Dataset entries:
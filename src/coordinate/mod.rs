mod coor3d;
mod set;

pub use coor3d::Coor3D;
pub use set::CoordinateSet;
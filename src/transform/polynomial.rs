//! General polynomial transformations (EPSG methods 9645-9648)
use crate::authoring::*;

/// A 2D general polynomial transformation of degree 1 to 6.
///
/// With `u = m·(x - xs0)`, `v = m·(y - ys0)`:
///
/// ```txt
/// x' = x - xs0 + xt0 + A0 + A1·u + A2·v + A3·u² + A4·u·v + A5·v² + ...
/// y' = y - ys0 + yt0 + B0 + B1·u + B2·v + B3·u² + B4·u·v + B5·v² + ...
/// ```
///
/// i.e. the terms are ordered by total degree, then by rising power of v.
/// The inverse is found by fixed point iteration.
#[derive(Debug, Clone, PartialEq)]
pub struct PolynomialTransformation {
    degree: usize,
    a: Vec<f64>,
    b: Vec<f64>,
    source_origin: [f64; 2],
    target_origin: [f64; 2],
    scaling: f64,
    tolerance: f64,
    max_iterations: usize,
}

impl PolynomialTransformation {
    pub const DEFAULT_TOLERANCE: f64 = 1e-10;
    pub const DEFAULT_MAX_ITERATIONS: usize = 20;

    /// The number of coefficients for each ordinate, for a given degree
    pub fn number_of_terms(degree: usize) -> usize {
        (degree + 1) * (degree + 2) / 2
    }

    /// Missing trailing coefficients are taken as 0
    pub fn new(
        degree: usize,
        a: &[f64],
        b: &[f64],
        source_origin: [f64; 2],
        target_origin: [f64; 2],
        scaling: f64,
    ) -> Result<PolynomialTransformation, Error> {
        if !(1..=6).contains(&degree) {
            return Err(Error::Configuration(format!(
                "polynomial degree must be in [1, 6], got {degree}"
            )));
        }
        let terms = Self::number_of_terms(degree);
        if a.len() > terms || b.len() > terms {
            return Err(Error::Configuration(format!(
                "a polynomial of degree {degree} takes at most {terms} coefficients per ordinate"
            )));
        }
        if scaling == 0. || !scaling.is_finite() {
            return Err(Error::BadParam(
                "Point scaling factor".to_string(),
                scaling.to_string(),
            ));
        }
        let mut a = a.to_vec();
        let mut b = b.to_vec();
        a.resize(terms, 0.);
        b.resize(terms, 0.);
        Ok(PolynomialTransformation {
            degree,
            a,
            b,
            source_origin,
            target_origin,
            scaling,
            tolerance: Self::DEFAULT_TOLERANCE,
            max_iterations: Self::DEFAULT_MAX_ITERATIONS,
        })
    }

    pub fn with_tolerance(self, tolerance: f64) -> PolynomialTransformation {
        PolynomialTransformation { tolerance, ..self }
    }

    pub fn with_max_iterations(self, max_iterations: usize) -> PolynomialTransformation {
        PolynomialTransformation {
            max_iterations,
            ..self
        }
    }

    pub fn degree(&self) -> usize {
        self.degree
    }

    pub fn is_identity(&self) -> bool {
        self.source_origin == self.target_origin
            && self.a.iter().all(|c| *c == 0.)
            && self.b.iter().all(|c| *c == 0.)
    }

    // The polynomial corrections at (x, y)
    fn corrections(&self, x: f64, y: f64) -> (f64, f64) {
        let u = self.scaling * (x - self.source_origin[0]);
        let v = self.scaling * (y - self.source_origin[1]);
        let (mut dx, mut dy) = (0., 0.);
        let mut k = 0;
        for total in 0..=self.degree {
            for j in 0..=total {
                let term = u.powi((total - j) as i32) * v.powi(j as i32);
                dx += self.a[k] * term;
                dy += self.b[k] * term;
                k += 1;
            }
        }
        (dx, dy)
    }

    pub fn fwd(&self, c: &Coor3D) -> Coor3D {
        let (dx, dy) = self.corrections(c[0], c[1]);
        Coor3D::raw(
            c[0] - self.source_origin[0] + self.target_origin[0] + dx,
            c[1] - self.source_origin[1] + self.target_origin[1] + dy,
            c[2],
        )
    }

    /// `None` if the fixed point iteration does not converge
    pub fn inv(&self, c: &Coor3D) -> Option<Coor3D> {
        // Undo the shift of origin, then iterate on the corrections
        let x0 = c[0] - self.target_origin[0] + self.source_origin[0];
        let y0 = c[1] - self.target_origin[1] + self.source_origin[1];
        let (mut x, mut y) = (x0, y0);
        for _ in 0..self.max_iterations {
            let (dx, dy) = self.corrections(x, y);
            let (next_x, next_y) = (x0 - dx, y0 - dy);
            let change = (next_x - x).abs().max((next_y - y).abs());
            (x, y) = (next_x, next_y);
            if change < self.tolerance {
                return Some(Coor3D::raw(x, y, c[2]));
            }
        }
        None
    }
}

// ----- T E S T S ---------------------------------------------------------------------
//! Host-facing facade tying configuration, the frame scheduler, and the
//! render path together.
//!
//! The bridge is owned by the host's render thread. Everything the rest
//! of the application touches goes through the `Send`-able side
//! handles: [`SizeSetter`] for resize and [`RedrawSignal`] for the map
//! engine's repaint observers.

use std::cell::RefCell;
use std::os::raw::c_void;
use std::rc::Rc;
use std::sync::Arc;

use anyhow::Result;
use tracing::{debug, error, warn};

use crate::config::{BridgeConfig, RenderPathChoice};
use crate::gl_api::{GlApi, LiveGl};
use crate::scheduler::{DesiredSize, FrameScheduler, RenderPath, RenderingStage, SchedulerOptions, Submit};
use crate::surface::SurfaceHandle;
use crate::RendererFactory;

/// The host toolkit's event loop, as seen by the bridge.
pub trait HostLoop: Send + Sync {
    /// Run `event` on the host's event loop thread.
    fn post(&self, event: Box<dyn FnOnce() + Send>);
    /// Schedule another host frame.
    fn request_redraw(&self);
}

/// Records the desired surface size; usable from any thread, performs
/// no GPU work. The scheduler applies it on the next frame.
#[derive(Clone)]
pub struct SizeSetter {
    desired: Arc<DesiredSize>,
}

impl SizeSetter {
    pub fn set(&self, width: u32, height: u32) {
        self.desired.set(width, height);
    }
}

/// Repaint trigger for the map engine's observer glue. The engine calls
/// this on style load, tile arrival, and animation ticks; the bridge
/// does not interpret which.
#[derive(Clone)]
pub struct RedrawSignal {
    host: Arc<dyn HostLoop>,
}

impl RedrawSignal {
    pub fn redraw(&self) {
        self.host.request_redraw();
    }
}

impl Submit for crate::isolated::IsolatedWorker {
    fn submit(&self, texture: u32, width: i32, height: i32) {
        crate::isolated::IsolatedWorker::submit(self, texture, width, height);
    }
}

type GlLoader<G> = Box<dyn FnMut() -> Result<G>>;
type ReadyCallback = Arc<dyn Fn(SurfaceHandle) + Send + Sync>;

struct Inner<G: GlApi> {
    config: BridgeConfig,
    host: Arc<dyn HostLoop>,
    desired: Arc<DesiredSize>,
    loader: GlLoader<G>,
    scheduler: Option<FrameScheduler<G>>,
    factory: Option<RendererFactory>,
    on_ready: Option<ReadyCallback>,
    probe_targets: Vec<*const c_void>,
    gl_failure_logged: bool,
    #[cfg_attr(not(target_os = "windows"), allow(dead_code))]
    path_failure_logged: bool,
}

/// The GPU Surface Bridge. Lives on the host render thread; cheap to
/// clone (shared state).
pub struct SurfaceBridge<G: GlApi = LiveGl> {
    inner: Rc<RefCell<Inner<G>>>,
}

impl<G: GlApi> Clone for SurfaceBridge<G> {
    fn clone(&self) -> Self {
        Self {
            inner: Rc::clone(&self.inner),
        }
    }
}

impl SurfaceBridge<LiveGl> {
    pub fn new(host: Arc<dyn HostLoop>, config: BridgeConfig) -> Self {
        Self::with_loader(host, config, Box::new(LiveGl::load))
    }
}

impl<G: GlApi> SurfaceBridge<G> {
    pub(crate) fn with_loader(
        host: Arc<dyn HostLoop>,
        config: BridgeConfig,
        loader: GlLoader<G>,
    ) -> Self {
        Self {
            inner: Rc::new(RefCell::new(Inner {
                config,
                host,
                desired: Arc::new(DesiredSize::default()),
                loader,
                scheduler: None,
                factory: None,
                on_ready: None,
                probe_targets: Vec::new(),
                gl_failure_logged: false,
                path_failure_logged: false,
            })),
        }
    }

    /// Install the map renderer constructor. Invoked once, lazily, on
    /// the thread that will render (host thread on the same-thread
    /// path, the worker thread on the isolated path).
    pub fn set_renderer(&self, factory: RendererFactory) {
        self.inner.borrow_mut().factory = Some(factory);
    }

    /// Register the recipient of surface handles. Delivered through the
    /// host event loop after every (re)allocation.
    pub fn on_surface_ready(&self, callback: impl Fn(SurfaceHandle) + Send + Sync + 'static) {
        let callback: ReadyCallback = Arc::new(callback);
        let mut inner = self.inner.borrow_mut();
        if let Some(scheduler) = &mut inner.scheduler {
            scheduler.set_on_ready(Arc::clone(&callback));
        }
        inner.on_ready = Some(callback);
    }

    /// Register objects probed by the liveness guard before each
    /// rendered frame.
    pub fn probe_targets(&self, targets: Vec<*const c_void>) {
        let mut inner = self.inner.borrow_mut();
        if let Some(scheduler) = &mut inner.scheduler {
            scheduler.set_probe_targets(targets.clone());
        }
        inner.probe_targets = targets;
    }

    pub fn size_setter(&self) -> SizeSetter {
        SizeSetter {
            desired: Arc::clone(&self.inner.borrow().desired),
        }
    }

    pub fn redraw_signal(&self) -> RedrawSignal {
        RedrawSignal {
            host: Arc::clone(&self.inner.borrow().host),
        }
    }

    /// Per-frame entry point, called from the host's rendering
    /// notifications. A genuinely re-entrant notification degrades to a
    /// logged skip.
    pub fn notify(&self, stage: RenderingStage) {
        let Ok(mut inner) = self.inner.try_borrow_mut() else {
            warn!(?stage, "re-entrant rendering notification skipped");
            return;
        };
        inner.notify(stage);
    }
}

impl<G: GlApi> Inner<G> {
    fn notify(&mut self, stage: RenderingStage) {
        if matches!(stage, RenderingStage::Setup | RenderingStage::BeforeDraw) {
            self.ensure_scheduler();
            // The renderer may be registered after the first frame;
            // install the path as soon as both sides exist.
            if self.scheduler.is_some() && self.factory.is_some() {
                let path = self.build_path();
                if let (Some(scheduler), Some(path)) = (&mut self.scheduler, path) {
                    scheduler.set_path(path);
                }
            }
        }
        if let Some(scheduler) = &mut self.scheduler {
            scheduler.notify(stage);
        }
    }

    /// Build the scheduler on the first frame with a usable GL. Entry
    /// points can only be resolved once the host's context is current,
    /// which is not the case at construction time.
    fn ensure_scheduler(&mut self) {
        if self.scheduler.is_some() {
            return;
        }
        let gl = match (self.loader)() {
            Ok(gl) => gl,
            Err(err) => {
                if !self.gl_failure_logged {
                    error!(error = %err, "GL entry points unavailable; surface stays empty");
                    self.gl_failure_logged = true;
                }
                return;
            }
        };
        self.gl_failure_logged = false;

        let mut scheduler = FrameScheduler::new(
            gl,
            Arc::clone(&self.host),
            Arc::clone(&self.desired),
            SchedulerOptions {
                warmup_frames: self.config.warmup_frames,
                guard_mode: self.config.guard_mode,
            },
        );
        if let Some(on_ready) = &self.on_ready {
            scheduler.set_on_ready(Arc::clone(on_ready));
        }
        scheduler.set_probe_targets(self.probe_targets.clone());
        self.scheduler = Some(scheduler);
    }

    /// Resolve the render path once. A failure leaves the path unset:
    /// frames keep allocating and issuing handles, rendering stays off.
    fn build_path(&mut self) -> Option<RenderPath> {
        let factory = self.factory.take()?;
        match self.config.render_path() {
            RenderPathChoice::SameThread => {
                debug!("render path: same-thread");
                match factory() {
                    Ok(draw) => Some(RenderPath::Direct(draw)),
                    Err(err) => {
                        error!(error = %err, "map renderer construction failed");
                        None
                    }
                }
            }
            RenderPathChoice::Isolated => self.spawn_isolated(factory),
        }
    }

    #[cfg(target_os = "windows")]
    fn spawn_isolated(&mut self, factory: RendererFactory) -> Option<RenderPath> {
        use crate::isolated::wgl::{capture_current, WglBackend, WglHost};
        use crate::isolated::IsolatedWorker;

        debug!("render path: isolated worker context");
        let spawn = || -> Result<IsolatedWorker> {
            let host = WglHost {
                context: capture_current()?,
                debug_clear: self.config.debug_clear,
            };
            IsolatedWorker::spawn::<WglBackend>(host, factory, self.config.iso_ready_timeout)
        };
        match spawn() {
            Ok(worker) => Some(RenderPath::Queued(Box::new(worker))),
            Err(err) => {
                if !self.path_failure_logged {
                    error!(error = %err, "context isolation unavailable; map rendering disabled");
                    self.path_failure_logged = true;
                }
                None
            }
        }
    }

    #[cfg(not(target_os = "windows"))]
    fn spawn_isolated(&mut self, _factory: RendererFactory) -> Option<RenderPath> {
        // render_path() never selects isolation off Windows.
        unreachable!("isolated path selected on a platform without it")
    }
}

#[cfg(test)]
mod tests {
    use super::*;
    use crate::gl_api::testing::FakeGl;
    use crate::RenderFn;
    use anyhow::bail;
    use std::sync::atomic::{AtomicU32, Ordering};
    use std::sync::Mutex;

    #[derive(Default)]
    struct TestLoop {
        posted: Mutex<Vec<Box<dyn FnOnce() + Send>>>,
        redraws: AtomicU32,
    }

    impl HostLoop for TestLoop {
        fn post(&self, event: Box<dyn FnOnce() + Send>) {
            self.posted.lock().unwrap().push(event);
        }

        fn request_redraw(&self) {
            self.redraws.fetch_add(1, Ordering::SeqCst);
        }
    }

    impl TestLoop {
        fn drain(&self) {
            let events: Vec<_> = std::mem::take(&mut *self.posted.lock().unwrap());
            for event in events {
                event();
            }
        }
    }

    fn init_tracing() {
        let _ = tracing_subscriber::fmt()
            .with_env_filter(tracing_subscriber::EnvFilter::from_default_env())
            .with_test_writer()
            .try_init();
    }

    fn fake_bridge(config: BridgeConfig) -> (SurfaceBridge<FakeGl>, Arc<TestLoop>) {
        let host = Arc::new(TestLoop::default());
        let bridge = SurfaceBridge::with_loader(
            host.clone() as Arc<dyn HostLoop>,
            config,
            Box::new(|| Ok(FakeGl::default())),
        );
        (bridge, host)
    }

    fn same_thread_config() -> BridgeConfig {
        BridgeConfig {
            isolate_context: false,
            ..BridgeConfig::default()
        }
    }

    #[test]
    fn renderer_factory_runs_lazily_on_first_usable_frame() {
        let (bridge, _host) = fake_bridge(same_thread_config());
        let built = Arc::new(AtomicU32::new(0));
        {
            let built = Arc::clone(&built);
            bridge.set_renderer(Box::new(move || {
                built.fetch_add(1, Ordering::SeqCst);
                Ok(Box::new(|_view| Ok(())) as RenderFn)
            }));
        }
        assert_eq!(built.load(Ordering::SeqCst), 0, "not built at registration");
        bridge.notify(RenderingStage::Setup);
        assert_eq!(built.load(Ordering::SeqCst), 1, "built on first notification");
        bridge.notify(RenderingStage::BeforeDraw);
        assert_eq!(built.load(Ordering::SeqCst), 1, "built exactly once");
    }

    #[test]
    fn surface_handles_arrive_through_the_event_loop() {
        let (bridge, host) = fake_bridge(same_thread_config());
        let handles = Arc::new(Mutex::new(Vec::new()));
        {
            let handles = Arc::clone(&handles);
            bridge.on_surface_ready(move |handle| handles.lock().unwrap().push(handle));
        }
        bridge.size_setter().set(800, 600);
        bridge.notify(RenderingStage::BeforeDraw);
        assert!(handles.lock().unwrap().is_empty(), "not delivered synchronously");
        host.drain();
        let handles = handles.lock().unwrap();
        assert_eq!(handles.len(), 1);
        assert_eq!((handles[0].width, handles[0].height), (800, 600));
    }

    #[test]
    fn size_setter_works_from_another_thread() {
        let (bridge, host) = fake_bridge(same_thread_config());
        let handles = Arc::new(Mutex::new(Vec::new()));
        {
            let handles = Arc::clone(&handles);
            bridge.on_surface_ready(move |handle| handles.lock().unwrap().push(handle));
        }
        let setter = bridge.size_setter();
        std::thread::spawn(move || setter.set(640, 480))
            .join()
            .unwrap();
        bridge.notify(RenderingStage::BeforeDraw);
        host.drain();
        assert_eq!(handles.lock().unwrap().len(), 1);
    }

    #[test]
    fn reentrant_notification_is_skipped() {
        init_tracing();
        let (bridge, _host) = fake_bridge(same_thread_config());
        let calls = Arc::new(AtomicU32::new(0));
        {
            let calls = Arc::clone(&calls);
            let reenter = bridge.clone();
            // Not Send, but the same-thread path never moves the
            // callback off the host thread.
            struct NotSendable<T>(T);
            unsafe impl<T> Send for NotSendable<T> {}
            let reenter = NotSendable(reenter);
            bridge.set_renderer(Box::new(move || {
                Ok(Box::new(move |_view| {
                    // Capture the whole wrapper, not just `.0`, so the
                    // `Send` impl on `NotSendable` applies.
                    let reenter = &reenter;
                    calls.fetch_add(1, Ordering::SeqCst);
                    reenter.0.notify(RenderingStage::BeforeDraw);
                    Ok(())
                }) as RenderFn)
            }));
        }
        bridge.size_setter().set(400, 300);
        bridge.notify(RenderingStage::BeforeDraw);
        bridge.notify(RenderingStage::BeforeDraw);
        assert_eq!(calls.load(Ordering::SeqCst), 1, "nested notification must not render");
    }

    #[test]
    fn gl_load_failure_keeps_frames_inert() {
        let host = Arc::new(TestLoop::default());
        let bridge: SurfaceBridge<FakeGl> = SurfaceBridge::with_loader(
            host.clone() as Arc<dyn HostLoop>,
            same_thread_config(),
            Box::new(|| bail!("no context current")),
        );
        bridge.size_setter().set(800, 600);
        for _ in 0..3 {
            bridge.notify(RenderingStage::BeforeDraw);
        }
        bridge.notify(RenderingStage::Teardown);
        host.drain();
        assert!(host.posted.lock().unwrap().is_empty());
    }

    #[test]
    fn renderer_construction_failure_still_issues_handles() {
        let (bridge, host) = fake_bridge(same_thread_config());
        bridge.set_renderer(Box::new(|| bail!("style URL unreachable")));
        let handles = Arc::new(Mutex::new(Vec::new()));
        {
            let handles = Arc::clone(&handles);
            bridge.on_surface_ready(move |handle| handles.lock().unwrap().push(handle));
        }
        bridge.size_setter().set(800, 600);
        bridge.notify(RenderingStage::BeforeDraw);
        bridge.notify(RenderingStage::BeforeDraw);
        host.drain();
        assert_eq!(handles.lock().unwrap().len(), 1, "surface still available to the host");
    }

    #[test]
    fn redraw_signal_forwards_to_host() {
        let (bridge, host) = fake_bridge(same_thread_config());
        let signal = bridge.redraw_signal();
        std::thread::spawn(move || signal.redraw()).join().unwrap();
        assert_eq!(host.redraws.load(Ordering::SeqCst), 1);
    }
}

◆ Assignment
Display each line of the data where "resize" occurs.

◆ Answer for the task
        a.resize(terms, 0.);
        b.resize(terms, 0.);
//! handles: [`SizeSetter`] for resize and [`RedrawSignal`] for the map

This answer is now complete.